Comment sortir du culte de la performance ?
Olivier Hamant
www.tilt.fr/articles/comment-sortir-du-culte-de-la-performance-olivier-hamant

Et si on arrêtait de courir après la performance pour miser sur la robustesse ? Le biologiste Olivier Hamant alerte : le culte de l’ultra-performance de nos sociétés conduit au burn-out généralisé des êtres humains et des écosystèmes. La nature, elle, fonctionne bien différemment en privilégiant la robustesse – cette capacité à résister, coopérer et s’adapter malgré les différentes crises. Face aux défis environnementaux et sociaux qui s’amplifient, il devient urgent de changer de paradigme. 

Et si, au lieu de produire et de consommer toujours plus, nous apprenions à construire des systèmes capables de s’adapter, de coopérer et de se régénérer sur le long terme ? Comment penser une société qui valorise la robustesse ? On a interviewé Olivier Hamant sur le sujet !

Tilt – Qu’est-ce que la performance et en quoi ce modèle de société n’est-il pas viable ?
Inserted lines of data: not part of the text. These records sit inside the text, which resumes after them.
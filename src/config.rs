//! Benchmark Configuration
//!
//! Batch sizes, epoch counts and optimizer settings shared by the loader,
//! the model and both benchmark drivers.

use std::path::Path;

use burn::config::Config;
use clap::ValueEnum;
use serde::{Deserialize, Serialize};

use crate::stats::BenchmarkKind;
use crate::utils::error::BenchError;

/// Configuration for a benchmark run
#[derive(Config, Debug)]
pub struct BenchmarkConfig {
    /// Batch size used to prepare both dataset splits
    #[config(default = 128)]
    pub batch_size: usize,

    /// Number of samples per timed inference forward pass
    #[config(default = 1)]
    pub inference_batch_size: usize,

    /// Untimed training epochs run before the inference benchmark
    #[config(default = 6)]
    pub warmup_epochs: usize,

    /// Timed training epochs for the training benchmark
    #[config(default = 50)]
    pub training_epochs: usize,

    /// Number of output classes
    #[config(default = 10)]
    pub num_classes: usize,

    /// Adam learning rate
    #[config(default = 1e-3)]
    pub learning_rate: f64,

    /// Seed for weight init and shuffling
    #[config(default = 42)]
    pub seed: u64,

    /// How many batches the loader assembles ahead of the consumer
    #[config(default = 2)]
    pub prefetch_batches: usize,

    /// Reshuffle the training split every epoch
    #[config(default = true)]
    pub shuffle: bool,
}

impl BenchmarkConfig {
    /// Load a configuration from a JSON file
    pub fn from_file(path: &Path) -> std::result::Result<Self, BenchError> {
        Self::load(path)
            .map_err(|e| BenchError::Config(format!("Failed to load {}: {}", path.display(), e)))
    }

    /// Check the values the drivers divide or chunk by
    pub fn validate(&self) -> std::result::Result<(), BenchError> {
        if self.batch_size == 0 {
            return Err(BenchError::Config("batch_size must be greater than 0".into()));
        }
        if self.inference_batch_size == 0 {
            return Err(BenchError::Config(
                "inference_batch_size must be greater than 0".into(),
            ));
        }
        if self.num_classes == 0 {
            return Err(BenchError::Config("num_classes must be greater than 0".into()));
        }
        if self.prefetch_batches == 0 {
            return Err(BenchError::Config(
                "prefetch_batches must be greater than 0".into(),
            ));
        }
        if !(self.learning_rate > 0.0) {
            return Err(BenchError::Config("learning_rate must be positive".into()));
        }
        Ok(())
    }
}

/// Benchmark mode selected on the command line
#[derive(Debug, Clone, Copy, PartialEq, Eq, ValueEnum, Serialize, Deserialize)]
#[serde(rename_all = "lowercase")]
pub enum Mode {
    /// Timed training over the training split
    Training,
    /// Warm-up training, then per-sample timed inference passes
    Inference,
    /// No-op smoke check that prints a zero summary
    Test,
}

impl Mode {
    /// The benchmark this mode runs; test mode runs none
    pub fn benchmark(&self) -> Option<BenchmarkKind> {
        match self {
            Mode::Training => Some(BenchmarkKind::Training),
            Mode::Inference => Some(BenchmarkKind::Inference),
            Mode::Test => None,
        }
    }
}

impl std::fmt::Display for Mode {
    fn fmt(&self, f: &mut std::fmt::Formatter<'_>) -> std::fmt::Result {
        match self {
            Mode::Training => write!(f, "training"),
            Mode::Inference => write!(f, "inference"),
            Mode::Test => write!(f, "test"),
        }
    }
}
//! Benchmark artifacts
//!
//! - Stats files (one timing per line)
//! - The stdout summary and latency statistics
//! - Optional JSON reports

pub mod report;
pub mod stats_file;
pub mod summary;

pub use report::BenchmarkReport;
pub use stats_file::{stats_file_name, BenchmarkKind, StatsFile};
pub use summary::{BenchmarkSummary, LatencyStats};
Olivier Hamant : La performance, c’est la somme de l’efficacité et de l’efficience. L’efficacité c’est atteindre son objectif, l’efficience c’est avec le moins de moyens possible. Donc quand on est performant, on se canalise. Il y a un adage zen qui le dit très bien : celui qui a atteint son objectif a manqué tous les autres. C’est une voie extractiviste, finalement. Enfin, on va essayer d’aller très, très loin, très, très vite, mais on oublie qu’il y a d’autres chemins. Dans notre monde actuel, c’est ça qu’on veut faire. L’intelligence artificielle, par exemple, c’est exactement ça. On veut d’abord arriver encore plus vite à produire des services, etc. Sans se poser la question de, mais, est-ce qu’il n’y aurait pas d’autres chemins pour faire la même chose ?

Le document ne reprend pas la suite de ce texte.